Metamath Proof Explorer

Theorem qseq

Description: The quotient set equal to a class.

This theorem is used when a class A is identified with a quotient ( dom R /. R ) . In such a situation, every element u e. A is an R-coset [ v ] R for some v e. dom R , but there is no requirement that the "witness" v be equal to its own block [ v ] R . A is a set of blocks (equivalence classes), not a set of raw witnesses. In particular, when ( dom R /. R ) = A is read together with a partition hypothesis R Part A (defined as dfpart2 ), A is being treated as the set of blocks [ v ] R ; it does not assert any fixed-point condition v = [ v ] R such as would arise from the mistaken reading u e.
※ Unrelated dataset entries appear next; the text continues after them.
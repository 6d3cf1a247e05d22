//! Math utilities for the AGV.
//!
//! This module provides the drive layouts that turn a motion intent into
//! per-wheel direction and duty assignments.

pub mod kinematics;
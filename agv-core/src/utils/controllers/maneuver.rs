//! Timed step sequencer for canned maneuvers.
//!
//! A maneuver is a short queue of (direction, speed, duration) steps. The
//! sequencer never sleeps: the superloop calls [`ManeuverSequencer::advance`]
//! every iteration and applies whatever intent it returns. Starting a new
//! sequence or calling [`ManeuverSequencer::cancel`] drops the old one at once,
//! which is how a fresh serial command preempts a running maneuver.

use heapless::Deque;

use crate::utils::{
    handoff::elapsed_ms,
    math::kinematics::{Direction, MotionIntent},
};

/// Longest step sequence a maneuver may expand to.
pub const MAX_STEPS: usize = 8;

#[derive(Debug, Clone, Copy, PartialEq, Eq)]
pub struct ManeuverStep {
    pub direction: Direction,
    pub speed: u16,
    pub duration_ms: u32,
}

impl ManeuverStep {
    pub const fn new(
        direction: Direction,
        speed: u16,
        duration_ms: u32,
    ) -> Self {
        Self {
            direction,
            speed,
            duration_ms,
        }
    }

    pub const fn intent(&self) -> MotionIntent {
        MotionIntent::uniform(self.direction, self.speed)
    }
}

pub type StepQueue = heapless::Vec<ManeuverStep, MAX_STEPS>;

#[derive(Default)]
pub struct ManeuverSequencer {
    pending: Deque<ManeuverStep, MAX_STEPS>,
    active: Option<ManeuverStep>,
    step_started: u32,
}

impl ManeuverSequencer {
    pub const fn new() -> Self {
        Self {
            pending: Deque::new(),
            active: None,
            step_started: 0,
        }
    }

    /// Replace any running sequence and return the intent of its first step.
    ///
    /// An empty sequence yields `None` and leaves the sequencer idle.
    pub fn start<I>(
        &mut self,
        steps: I,
        now: u32,
    ) -> Option<MotionIntent>
    where
        I: IntoIterator<Item = ManeuverStep>,
    {
        self.cancel();
        for step in steps.into_iter().take(MAX_STEPS) {
            let _ = self.pending.push_back(step);
        }
        self.next_step(now)
    }

    /// Drop the running sequence. Returns `true` if one was running.
    pub fn cancel(&mut self) -> bool {
        self.pending.clear();
        self.active.take().is_some()
    }

    pub fn is_running(&self) -> bool {
        self.active.is_some()
    }

    /// Intent to apply now, if the outputs must change.
    ///
    /// Returns the next step's intent when the active step expires, and
    /// [`MotionIntent::STOP`] once after the last one.
    pub fn advance(
        &mut self,
        now: u32,
    ) -> Option<MotionIntent> {
        let active = self.active?;
        if elapsed_ms(now, self.step_started) < active.duration_ms {
            return None;
        }
        match self.next_step(now) {
            Some(intent) => Some(intent),
            None => {
                tracing::debug!("maneuver complete");
                Some(MotionIntent::STOP)
            }
        }
    }

    fn next_step(
        &mut self,
        now: u32,
    ) -> Option<MotionIntent> {
        self.active = self.pending.pop_front();
        self.step_started = now;
        self.active.map(|step| step.intent())
    }

    /// Steps not yet started.
    pub fn remaining(&self) -> usize {
        self.pending.len()
    }
}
A <-> u = [ u ] R . Cf. dmqsblocks . (Contributed by Peter Mazsa, 19-Oct-2018)

		Ref	Expression
	Assertion	qseq	$⊢ B / R = A \leftrightarrow \forall u (u \in A \leftrightarrow \exists v \in B u = [v] R)$

Proof

Step	Hyp	Ref	Expression
1		df-qs	$⊢ B / R = \{u \| \exists v \in B u = [v] R\}$
2	1	eqeq2i	$⊢ A = B / R \leftrightarrow A = \{u \| \exists v \in B u = [v] R\}$
3		eqcom	$⊢ A = B / R \leftrightarrow B / R = A$
4		eqabb	$⊢ A = \{u \| \exists v \in B u = [v] R\} \leftrightarrow \forall u (u \in A \leftrightarrow \exists v \in B u = [v] R)$
5	2 3 4	3bitr3i	$⊢ B / R = A \leftrightarrow \forall u (u \in A \leftrightarrow \exists v \in B u = [v] R)$